Mouse retinal pigment epithelium (RPE) peroxisomes are enriched in catalase. A and D: single-plane confocal micrographs of cryosections of eyes from 4-mo-old wild-type (WT) and microtubule-associated protein 1 light chain 3B knockout (Lc3b−/−) mice harvested and fixed at 10 AM and immunolabeled with antibodies to 70-kDa peroxisomal membrane protein (PMP70, green) and catalase (red). GCL, ganglion cell layer; INL, inner nuclear layer; IPL, inner plexiform layer; IS, photoreceptor inner segments; ONL, outer nuclear layer; OPL, outer plexiform layer; OS, photoreceptor outer segments. B and E: higher-magnification views of the boxed regions in A and D, respectively. C and F: intensity profiles for PMP70 (green), catalase (red), and Hoechst nuclear dye (blue) across the lines depicted in B and E, respectively. AU, arbitrary units. The degree of overlap of catalase and PMP70 was estimated with a Pearson’s correlation coefficient of 0.89 ± 0.006 (mean ± SE; n = 58 regions of interest) for WT and 0.89 ± 0.005 (n = 55) for Lc3b−/− measured from circular regions of interest (5-μm diameter).
Peroxisome numbers do not depend on time of day.
Peroxisomes respond to changes in the cellular environment by adapting their number, morphology, and metabolic functions. In RPE, the level of VLCFA substrate for peroxisome oxidation is regulated in a synchronous diurnal manner through phagocytosis of OSs (30, 44, 45). Phagocytic ingestion of rod photoreceptor OS peaks following light onset (45).
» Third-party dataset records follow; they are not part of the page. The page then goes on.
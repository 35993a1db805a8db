use std::collections::BTreeMap;

use parking_lot::RwLock;

use crate::models::{
    Credential, Movie, MovieChanges, MovieFilter, NewMovie, NewUser, Pagination, User,
    UserChanges,
};
use crate::store::{
    CredentialRepository, MovieRepository, StoreError, StoreResult, UserRepository,
};

#[derive(Default)]
struct Tables {
    users: BTreeMap<i32, User>,
    credentials: BTreeMap<i32, Credential>,
    movies: BTreeMap<i32, Movie>,
    next_user_id: i32,
    next_credential_id: i32,
    next_movie_id: i32,
}

impl Tables {
    fn email_taken(&self, email: &str, except: Option<i32>) -> bool {
        self.users
            .values()
            .any(|user| user.email == email && Some(user.id) != except)
    }

    fn next_id(counter: &mut i32) -> i32 {
        *counter += 1;
        *counter
    }
}

/// Process-local store with the same constraints as the Postgres schema:
/// unique emails, one credential per user, cascade on user delete.
#[derive(Default)]
pub struct MemoryStore {
    tables: RwLock<Tables>,
}

impl MemoryStore {
    pub fn new() -> Self {
        Self::default()
    }
}

#[rocket::async_trait]
impl UserRepository for MemoryStore {
    async fn create(&self, user: NewUser) -> StoreResult<User> {
        let mut tables = self.tables.write();
        if tables.email_taken(&user.email, None) {
            return Err(StoreError::Conflict(format!(
                "users.email {} already exists",
                user.email
            )));
        }
        let id = Tables::next_id(&mut tables.next_user_id);
        let created = User {
            id,
            full_name: user.full_name,
            email: user.email,
            role: user.role,
        };
        tables.users.insert(id, created.clone());
        Ok(created)
    }

    async fn find_by_id(&self, id: i32) -> StoreResult<Option<User>> {
        Ok(self.tables.read().users.get(&id).cloned())
    }

    async fn find_by_email(&self, email: &str) -> StoreResult<Option<User>> {
        Ok(self
            .tables
            .read()
            .users
            .values()
            .find(|user| user.email == email)
            .cloned())
    }

    async fn update(&self, id: i32, changes: UserChanges) -> StoreResult<Option<User>> {
        let mut tables = self.tables.write();
        if let Some(email) = &changes.email {
            if tables.email_taken(email, Some(id)) {
                return Err(StoreError::Conflict(format!("users.email {email} already exists")));
            }
        }
        let Some(user) = tables.users.get_mut(&id) else {
            return Ok(None);
        };
        if let Some(full_name) = changes.full_name {
            user.full_name = full_name;
        }
        if let Some(email) = changes.email {
            user.email = email;
        }
        if let Some(role) = changes.role {
            user.role = role;
        }
        Ok(Some(user.clone()))
    }

    async fn delete(&self, id: i32) -> StoreResult<bool> {
        let mut tables = self.tables.write();
        let removed = tables.users.remove(&id).is_some();
        if removed {
            tables.credentials.retain(|_, credential| credential.user_id != id);
        }
        Ok(removed)
    }
}

#[rocket::async_trait]
impl CredentialRepository for MemoryStore {
    async fn create(&self, user_id: i32, password_hash: &str) -> StoreResult<Credential> {
        let mut tables = self.tables.write();
        if !tables.users.contains_key(&user_id) {
            return Err(StoreError::Conflict(format!(
                "local_user_credentials.user_id {user_id} has no matching user"
            )));
        }
        if tables.credentials.values().any(|c| c.user_id == user_id) {
            return Err(StoreError::Conflict(format!(
                "local_user_credentials.user_id {user_id} already exists"
            )));
        }
        let id = Tables::next_id(&mut tables.next_credential_id);
        let credential = Credential {
            id,
            user_id,
            password_hash: password_hash.to_string(),
        };
        tables.credentials.insert(id, credential.clone());
        Ok(credential)
    }

    async fn find_by_user_id(&self, user_id: i32) -> StoreResult<Option<Credential>> {
        let tables = self.tables.read();
        if !tables.users.contains_key(&user_id) {
            return Ok(None);
        }
        Ok(tables
            .credentials
            .values()
            .find(|credential| credential.user_id == user_id)
            .cloned())
    }

    async fn update_hash(&self, id: i32, password_hash: &str) -> StoreResult<bool> {
        let mut tables = self.tables.write();
        match tables.credentials.get_mut(&id) {
            Some(credential) => {
                credential.password_hash = password_hash.to_string();
                Ok(true)
            }
            None => Ok(false),
        }
    }

    async fn delete(&self, id: i32) -> StoreResult<bool> {
        Ok(self.tables.write().credentials.remove(&id).is_some())
    }
}

#[rocket::async_trait]
impl MovieRepository for MemoryStore {
    async fn create(&self, movie: NewMovie) -> StoreResult<Movie> {
        let mut tables = self.tables.write();
        let id = Tables::next_id(&mut tables.next_movie_id);
        let created = Movie {
            id,
            title: movie.title,
            description: movie.description,
            director: movie.director,
            release_date: movie.release_date,
            rating: movie.rating,
            genre: movie.genre,
            tags: movie.tags,
            episode_id: movie.episode_id,
            is_series: movie.is_series,
        };
        tables.movies.insert(id, created.clone());
        Ok(created)
    }

    async fn find_by_id(&self, id: i32) -> StoreResult<Option<Movie>> {
        Ok(self.tables.read().movies.get(&id).cloned())
    }

    async fn find_all(
        &self,
        filter: &MovieFilter,
        pagination: Pagination,
    ) -> StoreResult<(Vec<Movie>, i64)> {
        let tables = self.tables.read();
        // BTreeMap iteration is already ordered by id.
        let matches: Vec<&Movie> = tables
            .movies
            .values()
            .filter(|movie| filter.matches(movie))
            .collect();
        let count = matches.len() as i64;
        let page = matches
            .into_iter()
            .skip(pagination.offset().max(0) as usize)
            .take(pagination.limit.max(0) as usize)
            .cloned()
            .collect();
        Ok((page, count))
    }

    async fn update(&self, id: i32, changes: MovieChanges) -> StoreResult<Option<Movie>> {
        let mut tables = self.tables.write();
        let Some(movie) = tables.movies.get_mut(&id) else {
            return Ok(None);
        };
        changes.apply_to(movie);
        Ok(Some(movie.clone()))
    }

    async fn delete(&self, id: i32) -> StoreResult<bool> {
        Ok(self.tables.write().movies.remove(&id).is_some())
    }
}

#[cfg(test)]
mod tests {
    use super::*;
    use crate::auth::responses::Role;
    use chrono::NaiveDate;

    fn new_user(email: &str) -> NewUser {
        NewUser {
            full_name: "Jane".into(),
            email: email.into(),
            role: Role::User,
        }
    }

    fn new_movie(title: &str) -> NewMovie {
        NewMovie {
            title: title.into(),
            description: "desc".into(),
            director: "someone".into(),
            release_date: NaiveDate::from_ymd_opt(2000, 1, 1).unwrap(),
            rating: None,
            genre: "Drama".into(),
            tags: vec!["classic".into()],
            episode_id: None,
            is_series: false,
        }
    }

    #[tokio::test]
    async fn duplicate_email_is_a_conflict() {
        let store = MemoryStore::new();
        UserRepository::create(&store, new_user("jane@x.com"))
            .await
            .unwrap();
        let err = UserRepository::create(&store, new_user("jane@x.com"))
            .await
            .unwrap_err();
        assert!(matches!(err, StoreError::Conflict(_)));
    }

    #[tokio::test]
    async fn deleting_a_user_cascades_to_its_credential() {
        let store = MemoryStore::new();
        let user = UserRepository::create(&store, new_user("jane@x.com"))
            .await
            .unwrap();
        CredentialRepository::create(&store, user.id, "hash")
            .await
            .unwrap();

        assert!(UserRepository::delete(&store, user.id).await.unwrap());
        assert!(store.find_by_user_id(user.id).await.unwrap().is_none());
    }

    #[tokio::test]
    async fn update_reports_missing_rows() {
        let store = MemoryStore::new();
        let changes = UserChanges {
            full_name: Some("New".into()),
            ..Default::default()
        };
        assert!(UserRepository::update(&store, 99, changes).await.unwrap().is_none());
    }

    #[tokio::test]
    async fn find_all_pages_in_id_order_and_counts_all_matches() {
        let store = MemoryStore::new();
        for title in ["A New Hope", "Empire", "Return", "Phantom"] {
            MovieRepository::create(&store, new_movie(title)).await.unwrap();
        }

        let (page, count) = store
            .find_all(&MovieFilter::default(), Pagination { page: 2, limit: 3 })
            .await
            .unwrap();
        assert_eq!(count, 4);
        assert_eq!(page.len(), 1);
        assert_eq!(page[0].title, "Phantom");

        let filter = MovieFilter {
            title: Some("e".into()),
            ..Default::default()
        };
        let (page, count) = store
            .find_all(&filter, Pagination::default())
            .await
            .unwrap();
        assert_eq!(count, 3);
        assert!(page.iter().all(|m| m.title != "Phantom"));
        assert_eq!(page.first().map(|m| m.id), Some(1));
    }
}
Because peroxisome abundance can be dynamically regulated to adapt to changes in cellular metabolic needs and environmental conditions, we wanted to determine whether OS disk phagocytosis influences peroxisome abundance and function in the RPE. We analyzed peroxisome abundance in WT mouse RPE at various times of day and compared this to peroxisome abundance in the RPE of the Lc3b−/− mouse, having defective phagosome maturation (19, 20). RPE/choroid was isolated at 6 AM (1 h before lights on), 7 AM (at lights on), 8 AM (an hour after lights on), and 3 PM (8 h after light onset). We compared the levels of two membrane proteins widely used as markers for peroxisomes: Pex14, an essential transmembrane component of the peroxisome translocation machinery that imports cytosol-translated enzymes into the peroxisome lumen (81), and PMP70, one of three ATP-binding cassette family members that transport FAs into peroxisomes (23, 55). Pex14 (Fig. 3, A and C) and PMP70 levels (Fig. 3, B and D) remained relatively stable throughout the day in RPE/choroid isolated from WT mice. The levels of Pex14 in the Lc3b−/− mouse RPE were elevated by 20% at 7 AM and 12% at 8 AM compared with WT mice, whereas PMP70 expression was elevated above WT by an average of 32% at all time points (Fig. 3, E and F). Peroxisome abundance was next assessed in WT and Lc3b−/− mouse RPE by confocal imaging (Fig. 4, A and B). Pex14 immunoreactivity increased by at least 50% in Lc3b−/− versus WT (Fig. 4C). PMP70 immunoreactivity was increased by 50% in one data set (P < 0.02), but in another data set the mean PMP70 intensity was only 20% higher in Lc3b−/− compared with WT (P > 0.05). A third data set showed no difference between Lc3b−/− and WT immunoreactivities. Collectively, these studies suggest that peroxisome degradation is reduced in RPE of Lc3b−/− mice.
Fig. 3.
Expression of peroxisomal biogenesis factor 14 (Pex14) and 70-kDa peroxisomal membrane protein (PMP70) is elevated in microtubule-associated protein 1 light chain 3B knockout (Lc3b−/−) mice during the day but does not vary diurnally. A and B: Western blots of retinal pigment epithelium (RPE) lysates made at indicated times of day. Immunoblot analysis was performed with antibodies to peroxisomal membrane proteins Pex14 (A) and PMP70 (B) and loading control actin. C and D: quantification of mean intensities (± SE) of Pex14 (C) or PMP70 (D) relative to loading control band intensities as a function of time of day for wild-type (WT; bars at left) and Lc3b−/− lysates (bars at right). Values were not significantly different for Lc3b−/− or WT across time of day in C and D (1-way ANOVA). Ratio of immunoreactivity of Pex14 (E) or PMP70 (F) in Lc3b−/− vs. WT estimated from the same data in C and D, respectively. Values were not significantly different across each time point in E and F (1-way ANOVA).
Fig. 4.
Peroxisomes are more numerous in microtubule-associated protein 1 light chain 3B knockout (Lc3b−/−) mice. A and B: cryosections of eyes from wild-type (WT) and Lc3b−/− mice harvested at 10 AM showing the retinal pigment epithelium (RPE) layer, immunolabeled with antibodies to peroxisome-specific markers peroxisomal biogenesis factor 14 (Pex14, red) and ATP-binding cassette transporter subfamily D member 3 (PMP70, green), and stained with Hoechst nuclear dye (cyan). C: example ratios of fluorescence intensities for Pex14 or PMP70 in Lc3b−/− vs. WT from a data set of 3–4 image fields per each genotype. Error bars denote SE. Statistical significance between WT and Lc3b−/− intensities: *P < 0.02, **P < 0.01 (Student’s t test).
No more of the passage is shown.